● DATA SHOWN
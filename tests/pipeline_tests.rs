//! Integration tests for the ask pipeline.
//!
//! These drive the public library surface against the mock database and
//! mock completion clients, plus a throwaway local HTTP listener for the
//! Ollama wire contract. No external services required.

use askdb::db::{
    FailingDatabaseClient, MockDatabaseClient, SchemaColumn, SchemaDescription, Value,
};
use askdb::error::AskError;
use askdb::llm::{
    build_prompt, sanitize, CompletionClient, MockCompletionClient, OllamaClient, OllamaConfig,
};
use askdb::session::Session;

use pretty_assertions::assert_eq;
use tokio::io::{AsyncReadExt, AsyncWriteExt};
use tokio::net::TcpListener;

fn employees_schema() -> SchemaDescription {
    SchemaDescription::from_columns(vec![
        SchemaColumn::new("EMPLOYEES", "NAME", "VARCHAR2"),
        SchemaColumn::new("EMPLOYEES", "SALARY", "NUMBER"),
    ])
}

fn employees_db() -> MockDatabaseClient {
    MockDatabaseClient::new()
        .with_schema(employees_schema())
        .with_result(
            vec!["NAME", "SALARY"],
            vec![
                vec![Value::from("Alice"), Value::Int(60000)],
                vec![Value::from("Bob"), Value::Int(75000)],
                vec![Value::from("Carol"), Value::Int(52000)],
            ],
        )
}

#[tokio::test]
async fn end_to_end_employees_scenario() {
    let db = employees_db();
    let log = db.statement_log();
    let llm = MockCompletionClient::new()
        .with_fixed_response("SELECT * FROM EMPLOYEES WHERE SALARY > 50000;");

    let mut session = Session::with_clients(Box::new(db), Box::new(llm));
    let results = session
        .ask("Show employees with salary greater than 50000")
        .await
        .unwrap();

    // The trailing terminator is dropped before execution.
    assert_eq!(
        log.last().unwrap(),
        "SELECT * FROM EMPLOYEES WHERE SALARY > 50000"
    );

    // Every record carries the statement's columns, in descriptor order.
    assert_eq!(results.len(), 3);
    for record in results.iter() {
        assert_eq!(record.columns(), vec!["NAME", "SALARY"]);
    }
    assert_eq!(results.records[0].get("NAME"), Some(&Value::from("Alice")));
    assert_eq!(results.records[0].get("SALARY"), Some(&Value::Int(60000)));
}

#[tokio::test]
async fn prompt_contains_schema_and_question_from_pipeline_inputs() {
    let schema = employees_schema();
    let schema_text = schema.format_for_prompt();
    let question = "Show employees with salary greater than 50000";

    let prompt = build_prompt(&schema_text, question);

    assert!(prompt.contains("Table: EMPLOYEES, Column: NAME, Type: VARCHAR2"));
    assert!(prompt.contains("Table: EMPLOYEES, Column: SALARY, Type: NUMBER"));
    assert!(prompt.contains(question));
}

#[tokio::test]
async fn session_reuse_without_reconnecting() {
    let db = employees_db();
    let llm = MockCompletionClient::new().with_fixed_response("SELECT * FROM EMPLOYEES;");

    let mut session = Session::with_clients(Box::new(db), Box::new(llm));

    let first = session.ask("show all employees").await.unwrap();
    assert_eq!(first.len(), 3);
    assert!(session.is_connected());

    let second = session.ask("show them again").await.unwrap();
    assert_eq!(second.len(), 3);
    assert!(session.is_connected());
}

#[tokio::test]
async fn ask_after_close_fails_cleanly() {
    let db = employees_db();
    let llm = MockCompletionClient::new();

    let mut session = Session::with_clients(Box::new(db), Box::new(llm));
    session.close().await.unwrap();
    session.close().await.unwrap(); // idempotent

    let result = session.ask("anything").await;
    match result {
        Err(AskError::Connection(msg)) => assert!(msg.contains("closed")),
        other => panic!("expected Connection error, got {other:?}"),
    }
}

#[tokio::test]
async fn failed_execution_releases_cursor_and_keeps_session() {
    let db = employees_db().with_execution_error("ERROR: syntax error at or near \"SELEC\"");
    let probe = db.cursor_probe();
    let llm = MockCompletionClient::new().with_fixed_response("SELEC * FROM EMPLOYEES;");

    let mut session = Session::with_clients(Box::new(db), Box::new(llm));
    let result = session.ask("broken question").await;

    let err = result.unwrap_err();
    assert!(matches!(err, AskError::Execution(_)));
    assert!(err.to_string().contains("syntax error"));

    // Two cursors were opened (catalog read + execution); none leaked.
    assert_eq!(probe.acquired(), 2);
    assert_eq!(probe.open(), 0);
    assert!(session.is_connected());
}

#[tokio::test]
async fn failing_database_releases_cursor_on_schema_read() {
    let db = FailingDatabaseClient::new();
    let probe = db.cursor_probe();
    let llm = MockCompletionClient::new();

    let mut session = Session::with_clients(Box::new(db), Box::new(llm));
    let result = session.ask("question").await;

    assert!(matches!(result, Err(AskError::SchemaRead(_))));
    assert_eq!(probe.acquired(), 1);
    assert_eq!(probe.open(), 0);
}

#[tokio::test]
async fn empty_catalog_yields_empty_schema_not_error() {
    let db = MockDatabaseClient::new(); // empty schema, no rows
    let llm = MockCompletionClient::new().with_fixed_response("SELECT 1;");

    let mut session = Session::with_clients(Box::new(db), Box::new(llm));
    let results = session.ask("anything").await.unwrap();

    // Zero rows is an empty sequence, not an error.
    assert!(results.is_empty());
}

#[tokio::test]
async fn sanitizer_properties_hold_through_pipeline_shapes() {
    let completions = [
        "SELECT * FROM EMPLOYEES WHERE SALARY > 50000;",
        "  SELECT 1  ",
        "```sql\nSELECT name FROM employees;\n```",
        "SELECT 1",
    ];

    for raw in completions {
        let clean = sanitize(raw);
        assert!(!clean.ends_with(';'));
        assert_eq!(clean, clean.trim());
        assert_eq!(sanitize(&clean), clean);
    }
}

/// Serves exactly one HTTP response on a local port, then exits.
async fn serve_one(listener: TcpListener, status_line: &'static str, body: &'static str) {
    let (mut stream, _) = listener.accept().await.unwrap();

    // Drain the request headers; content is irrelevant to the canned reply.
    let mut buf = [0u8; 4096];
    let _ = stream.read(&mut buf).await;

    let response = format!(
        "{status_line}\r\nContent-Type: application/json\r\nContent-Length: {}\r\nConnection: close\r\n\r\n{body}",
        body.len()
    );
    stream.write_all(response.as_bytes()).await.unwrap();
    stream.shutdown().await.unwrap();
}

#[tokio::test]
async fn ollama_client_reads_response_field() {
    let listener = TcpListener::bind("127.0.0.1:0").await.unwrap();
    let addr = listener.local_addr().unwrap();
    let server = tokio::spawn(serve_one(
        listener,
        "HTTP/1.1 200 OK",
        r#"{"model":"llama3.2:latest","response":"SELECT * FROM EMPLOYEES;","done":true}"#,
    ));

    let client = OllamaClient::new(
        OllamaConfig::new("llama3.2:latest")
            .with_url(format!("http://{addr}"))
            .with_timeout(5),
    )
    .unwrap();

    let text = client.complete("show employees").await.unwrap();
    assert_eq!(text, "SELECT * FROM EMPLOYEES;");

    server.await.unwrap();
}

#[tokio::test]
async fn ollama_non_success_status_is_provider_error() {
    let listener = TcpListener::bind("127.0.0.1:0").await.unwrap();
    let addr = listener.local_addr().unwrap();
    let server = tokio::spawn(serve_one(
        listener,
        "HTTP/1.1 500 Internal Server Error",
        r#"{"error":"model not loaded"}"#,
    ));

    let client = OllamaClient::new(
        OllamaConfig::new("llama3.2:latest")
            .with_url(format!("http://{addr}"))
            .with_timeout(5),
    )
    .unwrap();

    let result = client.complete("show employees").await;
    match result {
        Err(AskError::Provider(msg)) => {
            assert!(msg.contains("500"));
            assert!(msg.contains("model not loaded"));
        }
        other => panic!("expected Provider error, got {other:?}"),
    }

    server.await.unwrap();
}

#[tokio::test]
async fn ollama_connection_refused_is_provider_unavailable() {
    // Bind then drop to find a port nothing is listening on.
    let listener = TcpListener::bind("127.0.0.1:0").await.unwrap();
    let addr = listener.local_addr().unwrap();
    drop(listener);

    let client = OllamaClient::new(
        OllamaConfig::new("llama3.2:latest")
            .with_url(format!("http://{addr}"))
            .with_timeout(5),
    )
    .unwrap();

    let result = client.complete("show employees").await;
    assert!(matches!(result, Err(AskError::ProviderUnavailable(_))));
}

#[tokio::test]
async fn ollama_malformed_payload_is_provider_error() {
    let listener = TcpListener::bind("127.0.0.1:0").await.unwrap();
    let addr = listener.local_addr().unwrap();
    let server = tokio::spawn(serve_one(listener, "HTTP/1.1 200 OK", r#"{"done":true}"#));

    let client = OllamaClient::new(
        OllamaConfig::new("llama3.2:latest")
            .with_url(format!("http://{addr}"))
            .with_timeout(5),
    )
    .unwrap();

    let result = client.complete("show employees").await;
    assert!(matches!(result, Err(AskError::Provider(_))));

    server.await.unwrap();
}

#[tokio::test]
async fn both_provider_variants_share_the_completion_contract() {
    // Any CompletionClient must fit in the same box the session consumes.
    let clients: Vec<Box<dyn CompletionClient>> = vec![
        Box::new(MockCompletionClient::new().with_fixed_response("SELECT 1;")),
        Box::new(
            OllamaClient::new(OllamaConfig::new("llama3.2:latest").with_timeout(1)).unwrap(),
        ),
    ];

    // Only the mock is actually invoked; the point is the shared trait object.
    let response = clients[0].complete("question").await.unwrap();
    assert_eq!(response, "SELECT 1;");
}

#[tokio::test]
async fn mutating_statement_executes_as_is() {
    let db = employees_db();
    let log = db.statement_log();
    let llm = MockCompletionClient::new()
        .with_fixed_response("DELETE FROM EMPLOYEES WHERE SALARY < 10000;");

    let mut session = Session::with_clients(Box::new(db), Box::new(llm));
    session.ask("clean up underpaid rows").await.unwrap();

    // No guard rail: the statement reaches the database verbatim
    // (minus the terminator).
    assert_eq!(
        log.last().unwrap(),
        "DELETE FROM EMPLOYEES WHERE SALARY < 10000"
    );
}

● ACTIVITY
Tell how many lines of the data above hold the string "model". Give only the number.

● TASK RESPONSE
3